**Data supplied**
*** Block opens ***
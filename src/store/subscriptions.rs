use anyhow::{Context, Result};
use rusqlite::{Connection, OptionalExtension};
use std::collections::BTreeSet;
use tracing::error;

use super::SubscriptionStore;

/// A form bound to a chat: responses to `form_id` go to `destination_id`.
#[derive(Debug, Clone, PartialEq, Eq)]
pub struct Subscription {
    pub requester_chat_id: i64,
    pub form_id: String,
    pub destination_id: i64,
    /// Response ids already delivered; gates redelivery.
    pub delivered: BTreeSet<String>,
}

impl Subscription {
    pub fn new(requester_chat_id: i64, form_id: &str, destination_id: i64) -> Self {
        Self {
            requester_chat_id,
            form_id: form_id.to_string(),
            destination_id,
            delivered: BTreeSet::new(),
        }
    }

    pub fn is_delivered(&self, response_id: &str) -> bool {
        self.delivered.contains(response_id)
    }
}

pub(crate) fn encode_ids(ids: &BTreeSet<String>) -> Result<String> {
    serde_json::to_string(ids).context("Failed to encode delivered ids")
}

pub(crate) fn decode_ids(json: &str) -> Result<BTreeSet<String>> {
    serde_json::from_str(json).context("Failed to decode delivered ids")
}

const SELECT_COLUMNS: &str =
    "SELECT requester_chat_id, form_id, destination_id, delivered_ids FROM subscriptions";

impl SubscriptionStore {
    /// Insert or overwrite the subscription for (requester, form).
    pub async fn put(&self, sub: &Subscription) -> Result<()> {
        let conn = self.conn.lock().await;
        conn.execute(
            "INSERT INTO subscriptions (requester_chat_id, form_id, destination_id, delivered_ids)
             VALUES (?1, ?2, ?3, ?4)
             ON CONFLICT(requester_chat_id, form_id) DO UPDATE SET
                destination_id = excluded.destination_id,
                delivered_ids = excluded.delivered_ids,
                updated_at = datetime('now')",
            rusqlite::params![
                sub.requester_chat_id,
                sub.form_id,
                sub.destination_id,
                encode_ids(&sub.delivered)?,
            ],
        )
        .context("Failed to save subscription")?;
        Ok(())
    }

    /// Point an existing subscription at another chat. The delivered set is
    /// not touched. Returns `false` if (requester, form) is not bound.
    pub async fn set_destination(
        &self,
        requester_chat_id: i64,
        form_id: &str,
        destination_id: i64,
    ) -> Result<bool> {
        let conn = self.conn.lock().await;
        let updated = conn
            .execute(
                "UPDATE subscriptions SET destination_id = ?3, updated_at = datetime('now')
                 WHERE requester_chat_id = ?1 AND form_id = ?2",
                rusqlite::params![requester_chat_id, form_id, destination_id],
            )
            .context("Failed to update destination")?;
        Ok(updated > 0)
    }

    /// All subscriptions of a requester; empty if there are none.
    pub async fn get(&self, requester_chat_id: i64) -> Result<Vec<Subscription>> {
        let conn = self.conn.lock().await;
        query_subscriptions(
            &conn,
            "WHERE requester_chat_id = ?1",
            rusqlite::params![requester_chat_id],
        )
    }

    pub async fn find(&self, requester_chat_id: i64, form_id: &str) -> Result<Option<Subscription>> {
        let conn = self.conn.lock().await;
        let mut subs = query_subscriptions(
            &conn,
            "WHERE requester_chat_id = ?1 AND form_id = ?2",
            rusqlite::params![requester_chat_id, form_id],
        )?;
        Ok(subs.pop())
    }

    /// Every subscription, in a stable order.
    pub async fn list_all(&self) -> Result<Vec<Subscription>> {
        let conn = self.conn.lock().await;
        query_subscriptions(&conn, "", rusqlite::params![])
    }

    /// Delete one subscription, or all of a requester's when `form_id` is
    /// `None`. Returns the number of subscriptions removed.
    pub async fn remove(&self, requester_chat_id: i64, form_id: Option<&str>) -> Result<usize> {
        let conn = self.conn.lock().await;
        let removed = match form_id {
            Some(form_id) => conn.execute(
                "DELETE FROM subscriptions WHERE requester_chat_id = ?1 AND form_id = ?2",
                rusqlite::params![requester_chat_id, form_id],
            ),
            None => conn.execute(
                "DELETE FROM subscriptions WHERE requester_chat_id = ?1",
                rusqlite::params![requester_chat_id],
            ),
        }
        .context("Failed to delete subscription")?;
        Ok(removed)
    }

    /// Add `response_id` to the delivered set and persist it.
    ///
    /// The stored row is re-read inside the transaction so ids recorded by
    /// another writer are kept, and `sub.delivered` is refreshed from it.
    /// Returns `false` if the subscription was removed in the meantime; the
    /// row is not recreated.
    pub async fn record_delivered(&self, sub: &mut Subscription, response_id: &str) -> Result<bool> {
        let mut conn = self.conn.lock().await;
        let tx = conn
            .transaction()
            .context("Failed to begin delivered-id transaction")?;

        let Some(stored) = read_delivered(&tx, sub.requester_chat_id, &sub.form_id)? else {
            sub.delivered.insert(response_id.to_string());
            return Ok(false);
        };

        let mut ids = decode_ids(&stored)?;
        ids.insert(response_id.to_string());

        tx.execute(
            "UPDATE subscriptions SET delivered_ids = ?3, updated_at = datetime('now')
             WHERE requester_chat_id = ?1 AND form_id = ?2",
            rusqlite::params![sub.requester_chat_id, sub.form_id, encode_ids(&ids)?],
        )
        .context("Failed to update delivered ids")?;
        tx.commit().context("Failed to commit delivered ids")?;

        sub.delivered = ids;
        Ok(true)
    }
}

fn read_delivered(conn: &Connection, requester_chat_id: i64, form_id: &str) -> Result<Option<String>> {
    conn.query_row(
        "SELECT delivered_ids FROM subscriptions
         WHERE requester_chat_id = ?1 AND form_id = ?2",
        rusqlite::params![requester_chat_id, form_id],
        |row| row.get(0),
    )
    .optional()
    .context("Failed to read delivered ids")
}

// Takes &Connection directly (caller already holds the lock).
// Rows whose delivered ids cannot be decoded are logged and left out.
fn query_subscriptions(
    conn: &Connection,
    where_clause: &str,
    params: impl rusqlite::Params,
) -> Result<Vec<Subscription>> {
    let sql = format!(
        "{} {} ORDER BY requester_chat_id ASC, created_at ASC, form_id ASC",
        SELECT_COLUMNS, where_clause
    );
    let mut stmt = conn.prepare(&sql).context("Failed to prepare query")?;
    let rows = stmt
        .query_map(params, |row| {
            Ok((
                row.get::<_, i64>(0)?,
                row.get::<_, String>(1)?,
                row.get::<_, i64>(2)?,
                row.get::<_, String>(3)?,
            ))
        })
        .context("Failed to map rows")?
        .collect::<rusqlite::Result<Vec<_>>>()
        .context("Failed to collect rows")?;

    let subs = rows
        .into_iter()
        .filter_map(|(requester_chat_id, form_id, destination_id, delivered)| {
            match decode_ids(&delivered) {
                Ok(delivered) => Some(Subscription {
                    requester_chat_id,
                    form_id,
                    destination_id,
                    delivered,
                }),
                Err(e) => {
                    error!(
                        "Skipping form {} of chat {}: {:#}",
                        form_id, requester_chat_id, e
                    );
                    None
                }
            }
        })
        .collect();
    Ok(subs)
}

#[cfg(test)]
mod tests {
    use super::*;

    fn make_sub(chat: i64, form: &str, ids: &[&str]) -> Subscription {
        let mut sub = Subscription::new(chat, form, -1001);
        sub.delivered = ids.iter().map(|s| s.to_string()).collect();
        sub
    }

    #[tokio::test]
    async fn test_put_and_get() {
        let store = SubscriptionStore::open_in_memory().unwrap();
        store.put(&make_sub(5, "f1", &["r1", "r2"])).await.unwrap();

        let subs = store.get(5).await.unwrap();
        assert_eq!(subs, vec![make_sub(5, "f1", &["r1", "r2"])]);
        assert!(store.get(6).await.unwrap().is_empty());
    }

    #[tokio::test]
    async fn test_put_overwrites_same_key() {
        let store = SubscriptionStore::open_in_memory().unwrap();
        store.put(&make_sub(5, "f1", &["r1"])).await.unwrap();

        let mut updated = make_sub(5, "f1", &["r9"]);
        updated.destination_id = 42;
        store.put(&updated).await.unwrap();

        let subs = store.get(5).await.unwrap();
        assert_eq!(subs.len(), 1);
        assert_eq!(subs[0].destination_id, 42);
        assert_eq!(subs[0].delivered, BTreeSet::from(["r9".to_string()]));
    }

    #[tokio::test]
    async fn test_set_destination_keeps_delivered() {
        let store = SubscriptionStore::open_in_memory().unwrap();
        store.put(&make_sub(5, "f1", &["r1", "r2"])).await.unwrap();

        assert!(store.set_destination(5, "f1", 77).await.unwrap());
        assert!(!store.set_destination(5, "f2", 77).await.unwrap());

        let stored = store.find(5, "f1").await.unwrap().unwrap();
        assert_eq!(stored.destination_id, 77);
        assert_eq!(stored.delivered, make_sub(5, "f1", &["r1", "r2"]).delivered);
        assert!(store.find(5, "f2").await.unwrap().is_none());
    }

    #[tokio::test]
    async fn test_unreadable_row_is_skipped() {
        let store = SubscriptionStore::open_in_memory().unwrap();
        store.put(&make_sub(5, "f1", &["r1"])).await.unwrap();
        store.put(&make_sub(6, "f2", &[])).await.unwrap();
        store
            .conn
            .lock()
            .await
            .execute(
                "UPDATE subscriptions SET delivered_ids = 'not json' WHERE form_id = 'f2'",
                [],
            )
            .unwrap();

        let all = store.list_all().await.unwrap();
        assert_eq!(all, vec![make_sub(5, "f1", &["r1"])]);

        // put repairs the row
        store.put(&make_sub(6, "f2", &["r7"])).await.unwrap();
        assert_eq!(store.list_all().await.unwrap().len(), 2);
    }

    #[tokio::test]
    async fn test_remove_one_and_all() {
        let store = SubscriptionStore::open_in_memory().unwrap();
        store.put(&make_sub(5, "f1", &[])).await.unwrap();
        store.put(&make_sub(5, "f2", &[])).await.unwrap();
        store.put(&make_sub(6, "f1", &[])).await.unwrap();

        assert_eq!(store.remove(5, Some("f1")).await.unwrap(), 1);
        assert_eq!(store.remove(5, Some("f1")).await.unwrap(), 0);
        assert_eq!(store.get(5).await.unwrap().len(), 1);

        assert_eq!(store.remove(5, None).await.unwrap(), 1);
        assert!(store.get(5).await.unwrap().is_empty());
        assert_eq!(store.get(6).await.unwrap().len(), 1);
    }

    #[tokio::test]
    async fn test_record_delivered_merges_with_stored_row() {
        let store = SubscriptionStore::open_in_memory().unwrap();
        store.put(&make_sub(5, "f1", &["r1"])).await.unwrap();

        // Two stale in-memory copies recording different ids.
        let mut a = make_sub(5, "f1", &["r1"]);
        let mut b = make_sub(5, "f1", &["r1"]);
        assert!(store.record_delivered(&mut a, "r2").await.unwrap());
        assert!(store.record_delivered(&mut b, "r3").await.unwrap());

        let stored = store.find(5, "f1").await.unwrap().unwrap();
        let expected: BTreeSet<String> = ["r1", "r2", "r3"].iter().map(|s| s.to_string()).collect();
        assert_eq!(stored.delivered, expected);
        assert_eq!(b.delivered, expected);
    }

    #[tokio::test]
    async fn test_record_delivered_does_not_resurrect() {
        let store = SubscriptionStore::open_in_memory().unwrap();
        let mut sub = make_sub(5, "f1", &[]);
        store.put(&sub).await.unwrap();
        store.remove(5, Some("f1")).await.unwrap();

        assert!(!store.record_delivered(&mut sub, "r1").await.unwrap());
        assert!(store.find(5, "f1").await.unwrap().is_none());
    }

    #[tokio::test]
    async fn test_delivered_set_survives_reopen() {
        let dir = tempfile::tempdir().unwrap();
        let path = dir.path().join("subs.db");

        let ids: Vec<String> = (0..50).map(|i| format!("resp-{}", i)).collect();
        {
            let store = SubscriptionStore::open(&path).unwrap();
            let mut sub = Subscription::new(5, "f1", -1001);
            store.put(&sub).await.unwrap();
            for id in &ids {
                store.record_delivered(&mut sub, id).await.unwrap();
            }
            // duplicate recording is a no-op
            store.record_delivered(&mut sub, &ids[0]).await.unwrap();
        }

        let store = SubscriptionStore::open(&path).unwrap();
        let sub = store.find(5, "f1").await.unwrap().unwrap();
        assert_eq!(sub.delivered, ids.into_iter().collect::<BTreeSet<_>>());
    }

    #[tokio::test]
    async fn test_list_all_spans_requesters() {
        let store = SubscriptionStore::open_in_memory().unwrap();
        store.put(&make_sub(9, "f1", &[])).await.unwrap();
        store.put(&make_sub(3, "f2", &[])).await.unwrap();

        let all = store.list_all().await.unwrap();
        assert_eq!(all.len(), 2);
        assert_eq!(all[0].requester_chat_id, 3);
    }
}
*** Block closes ***
**Goal of the exercise**
Retype the listing above, word for word, from its first line to the line containing "pub(crate) fn encode_ids(ids: &BTreeSet<String>)", both ends included.

**Response box**
filename src/store/subscriptions.rs
use anyhow::{Context, Result};
use rusqlite::{Connection, OptionalExtension};
use std::collections::BTreeSet;
use tracing::error;

use super::SubscriptionStore;

/// A form bound to a chat: responses to `form_id` go to `destination_id`.
#[derive(Debug, Clone, PartialEq, Eq)]
pub struct Subscription {
    pub requester_chat_id: i64,
    pub form_id: String,
    pub destination_id: i64,
    /// Response ids already delivered; gates redelivery.
    pub delivered: BTreeSet<String>,
}

impl Subscription {
    pub fn new(requester_chat_id: i64, form_id: &str, destination_id: i64) -> Self {
        Self {
            requester_chat_id,
            form_id: form_id.to_string(),
            destination_id,
            delivered: BTreeSet::new(),
        }
    }

    pub fn is_delivered(&self, response_id: &str) -> bool {
        self.delivered.contains(response_id)
    }
}

pub(crate) fn encode_ids(ids: &BTreeSet<String>) -> Result<String> {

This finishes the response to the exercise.